No idea how we managed to keep ourselves awake. I remember snapshots, but they are fading rapidly.
We've started the trip at 20:00 from Debrecen, and have reached Balaton suprisingly fast. (Back in June, the trip seemed to take an entire day; now it was just a matter of hours passing by.) Kinda blurry past that point; we got through customs rightaway, spent what seems to be an eternity in retrospect going around Zagreb (hope I got the name right), and I remember there were tunnels after tunnels past that point.
We stopped at some gas station at dawn, and that was actually the first time I realized we were someplace different. Every tree was small, the soil was reddish-brown dust, and white rocks with rust-like shades were everywhere - suprising change of scenery, when the last "outdoors" thing you remember is the lush green of the Plains.

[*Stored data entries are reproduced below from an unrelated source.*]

//! Progress reporting for destination-file space reservation.

use crate::error::{EngineError, EngineResult};

/// One progress report emitted by [`AllocationMonitor::show_progress`].
#[derive(Debug, Clone, Copy, PartialEq)]
pub struct AllocationProgress {
    pub current: u64,
    pub min: u64,
    pub max: u64,
    /// In [0.0, 100.0]; 100 when `max == min`.
    pub percent: f64,
}

/// Tracks a position inside `[min, max]` and reports it as a percentage.
pub struct AllocationMonitor {
    min: u64,
    max: u64,
    current: u64,
    sink: Option<Box<dyn FnMut(&AllocationProgress)>>,
    last_logged: Option<u8>,
}

impl AllocationMonitor {
    /// Monitor over `[min, max]`, starting at `min`. `max` below `min` is raised to `min`.
    pub fn new(min: u64, max: u64) -> Self {
        Self {
            min,
            max: max.max(min),
            current: min,
            sink: None,
            last_logged: None,
        }
    }

    /// Forward every report to `sink` (e.g. a console progress line).
    pub fn with_sink(mut self, sink: impl FnMut(&AllocationProgress) + 'static) -> Self {
        self.sink = Some(Box::new(sink));
        self
    }

    pub fn min_value(&self) -> u64 {
        self.min
    }

    pub fn max_value(&self) -> u64 {
        self.max
    }

    pub fn current_value(&self) -> u64 {
        self.current
    }

    pub fn set_current_value(&mut self, value: u64) -> EngineResult<()> {
        if value < self.min || value > self.max {
            return Err(EngineError::OutOfRange {
                value,
                min: self.min,
                max: self.max,
            });
        }
        self.current = value;
        Ok(())
    }

    pub fn percent(&self) -> f64 {
        if self.max == self.min {
            return 100.0;
        }
        let done = (self.current - self.min) as f64;
        let span = (self.max - self.min) as f64;
        (done / span * 100.0).min(100.0)
    }

    pub fn is_done(&self) -> bool {
        self.current == self.max
    }

    /// Emit the current position. Safe to call any number of times, including
    /// again after reaching `max`.
    pub fn show_progress(&mut self) -> AllocationProgress {
        let report = AllocationProgress {
            current: self.current,
            min: self.min,
            max: self.max,
            percent: self.percent(),
        };
        let whole = report.percent as u8;
        if self.last_logged != Some(whole) {
            tracing::debug!(
                current = report.current,
                max = report.max,
                "allocating: {}%",
                whole
            );
            self.last_logged = Some(whole);
        }
        if let Some(sink) = self.sink.as_mut() {
            sink(&report);
        }
        report
    }
}

impl std::fmt::Debug for AllocationMonitor {
    fn fmt(&self, f: &mut std::fmt::Formatter<'_>) -> std::fmt::Result {
        f.debug_struct("AllocationMonitor")
            .field("min", &self.min)
            .field("max", &self.max)
            .field("current", &self.current)
            .finish()
    }
}
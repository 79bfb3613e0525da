//! Minimal HTTP/1.1 server with HEAD and Range GET support for integration tests.
//!
//! Serves one static body, one request per connection.

use std::io::{Read, Write};
use std::net::{TcpListener, TcpStream};
use std::sync::atomic::{AtomicUsize, Ordering};
use std::sync::Arc;
use std::thread;
use std::time::Duration;

#[derive(Debug, Clone, Default)]
pub struct RangeServerOptions {
    /// GET ignores Range and always returns 200 with the full body.
    pub ignore_ranges: bool,
    /// The first N GETs answer 503.
    pub fail_first_gets: usize,
    /// Sent as `ETag` on every response.
    pub etag: Option<String>,
}

/// Handle to a running server; it lives until the process exits.
pub struct RangeServer {
    pub url: String,
    gets: Arc<AtomicUsize>,
}

impl RangeServer {
    /// GET requests received so far.
    pub fn gets(&self) -> usize {
        self.gets.load(Ordering::SeqCst)
    }
}

pub fn start(body: Vec<u8>) -> RangeServer {
    start_with_options(body, RangeServerOptions::default())
}

pub fn start_with_options(body: Vec<u8>, opts: RangeServerOptions) -> RangeServer {
    let listener = TcpListener::bind("127.0.0.1:0").expect("bind");
    let port = listener.local_addr().unwrap().port();
    let body = Arc::new(body);
    let gets = Arc::new(AtomicUsize::new(0));
    let opts = Arc::new(opts);
    let gets_in_server = Arc::clone(&gets);
    thread::spawn(move || {
        for stream in listener.incoming().flatten() {
            let body = Arc::clone(&body);
            let opts = Arc::clone(&opts);
            let gets = Arc::clone(&gets_in_server);
            thread::spawn(move || handle(stream, &body, &opts, &gets));
        }
    });
    RangeServer {
        url: format!("http://127.0.0.1:{}/blob.bin", port),
        gets,
    }
}

fn handle(mut stream: TcpStream, body: &[u8], opts: &RangeServerOptions, gets: &AtomicUsize) {
    let _ = stream.set_read_timeout(Some(Duration::from_secs(5)));
    let _ = stream.set_write_timeout(Some(Duration::from_secs(5)));
    let mut buf = [0u8; 8192];
    let n = match stream.read(&mut buf) {
        Ok(0) | Err(_) => return,
        Ok(n) => n,
    };
    let Ok(request) = std::str::from_utf8(&buf[..n]) else {
        return;
    };
    let (method, range) = parse_request(request);
    let total = body.len() as u64;
    let mut extra = String::from("Connection: close\r\n");
    if !opts.ignore_ranges {
        extra.push_str("Accept-Ranges: bytes\r\n");
    }
    if let Some(etag) = &opts.etag {
        extra.push_str(&format!("ETag: \"{}\"\r\n", etag));
    }

    if method.eq_ignore_ascii_case("HEAD") {
        let response = format!("HTTP/1.1 200 OK\r\nContent-Length: {}\r\n{}\r\n", total, extra);
        let _ = stream.write_all(response.as_bytes());
        return;
    }
    if !method.eq_ignore_ascii_case("GET") {
        let _ = stream.write_all(b"HTTP/1.1 405 Method Not Allowed\r\nConnection: close\r\n\r\n");
        return;
    }

    let seen = gets.fetch_add(1, Ordering::SeqCst);
    if seen < opts.fail_first_gets {
        let _ = stream.write_all(
            b"HTTP/1.1 503 Service Unavailable\r\nContent-Length: 0\r\nConnection: close\r\n\r\n",
        );
        return;
    }

    let (status, content_range, slice) = match range {
        Some((start, end_incl)) if !opts.ignore_ranges => {
            let end_incl = end_incl.min(total.saturating_sub(1));
            if start > end_incl || start >= total {
                ("416 Range Not Satisfiable", format!("bytes */{}", total), &body[0..0])
            } else {
                (
                    "206 Partial Content",
                    format!("bytes {}-{}/{}", start, end_incl, total),
                    &body[start as usize..=end_incl as usize],
                )
            }
        }
        _ => ("200 OK", String::new(), body),
    };
    let content_range = if content_range.is_empty() {
        String::new()
    } else {
        format!("Content-Range: {}\r\n", content_range)
    };
    let response = format!(
        "HTTP/1.1 {}\r\nContent-Length: {}\r\n{}{}\r\n",
        status,
        slice.len(),
        content_range,
        extra
    );
    let _ = stream.write_all(response.as_bytes());
    let _ = stream.write_all(slice);
}

/// Returns (method, optional (start, end_inclusive) for `Range: bytes=X-Y`).
fn parse_request(request: &str) -> (&str, Option<(u64, u64)>) {
    let mut lines = request.lines();
    let method = lines
        .next()
        .and_then(|l| l.split_whitespace().next())
        .unwrap_or("");
    let mut range = None;
    for line in lines {
        let line = line.trim();
        if line.is_empty() {
            break;
        }
        let Some((name, value)) = line.split_once(':') else {
            continue;
        };
        if !name.trim().eq_ignore_ascii_case("range") {
            continue;
        }
        let Some(bytes) = value.trim().strip_prefix("bytes=") else {
            continue;
        };
        if let Some((a, b)) = bytes.split_once('-') {
            let start = a.trim().parse::<u64>().unwrap_or(0);
            let end = b.trim().parse::<u64>().unwrap_or(u64::MAX);
            range = Some((start, end));
        }
    }
    (method, range)
}
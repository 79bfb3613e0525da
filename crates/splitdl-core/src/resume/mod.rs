//! Resume records: snapshot, durable storage, periodic save.

mod autosave;
mod record;
mod store;

pub use autosave::{AutoSaveCommand, AutoSaveTarget};
pub use record::{RangeRecord, ResumeRecord, SegmentRecord, RECORD_VERSION};
pub use store::{ResumeStore, RECORD_SUFFIX};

From then on, the trip was actually interesting (especially with all the sneaky "succumbing to dreaming out of the blue" thing I had going on - let me get this on record, sleeping is serious business, and just flirting with it between two bumps on the road is just not what a decent guy like yours truly should do). We got to an artificial-looking lake in between some mountains (need to look it up, the agriculture in that area looked really neat and well organized), managed to get to the seaside by around 7 or 8 AM, and the blue of the sea woke us up again, and then...
Well, then I realized I was looking at a spot between the hills where the water actually met the horizon.
It was looking at the Mediterranien. I don't actually have words which could describe the magnitude of that. It was such a definitive moment, my heart literally skipped a beat. Seriously. It felt weird inside and I didn't even care. Could not stop staring at it.
Some minutes later it drove me to the conclusion that any man attempting to rule the entire world is a fool trapped by graspable concepts like state borders. It takes madness to ignore the magnitude of the sea. It cannot be ruled. With land, it's different, there's the illusion of the next hill, the next field...
...with the ocean, it's just waves, which are temporary, and blue meeting blue on the horizon. And that is infinite. Can never go there. Can never conquer.
(I haven't slept for 34 hours at that point, so that might explain the thought. And I just had to get it out of my system, which definitely explains this rant.)
Dubrovnik was a disappointment, though we kinda only passed by (that bridge is great, mind you). Will go back and check the old town sometime soon; but anywhere else, it's just a city that's hyped for no apparent reason. Also, restaurants and apartmants are a lot more expensive than here, 20 kilometers to the south, in Cavtat.
Which is where we've at last found some place to stay. For the record - most of the accomodations are taken. The place is stuffed in August. And for a town apparently living off tourism, having only one place offered is kinda ...discouraging.
But it's a small town, with a huge rocky beach, loads of fancy (and superexpensive) restaurants, nice boats going by, and airplanes(!), many wonderful sights, and a general sense of quiet.
Which is absolutely perfect for a moonkin on vacation.
Oh, and there's also this 701 meters tall mountain which I totally want to climb. The view from up there must be wild.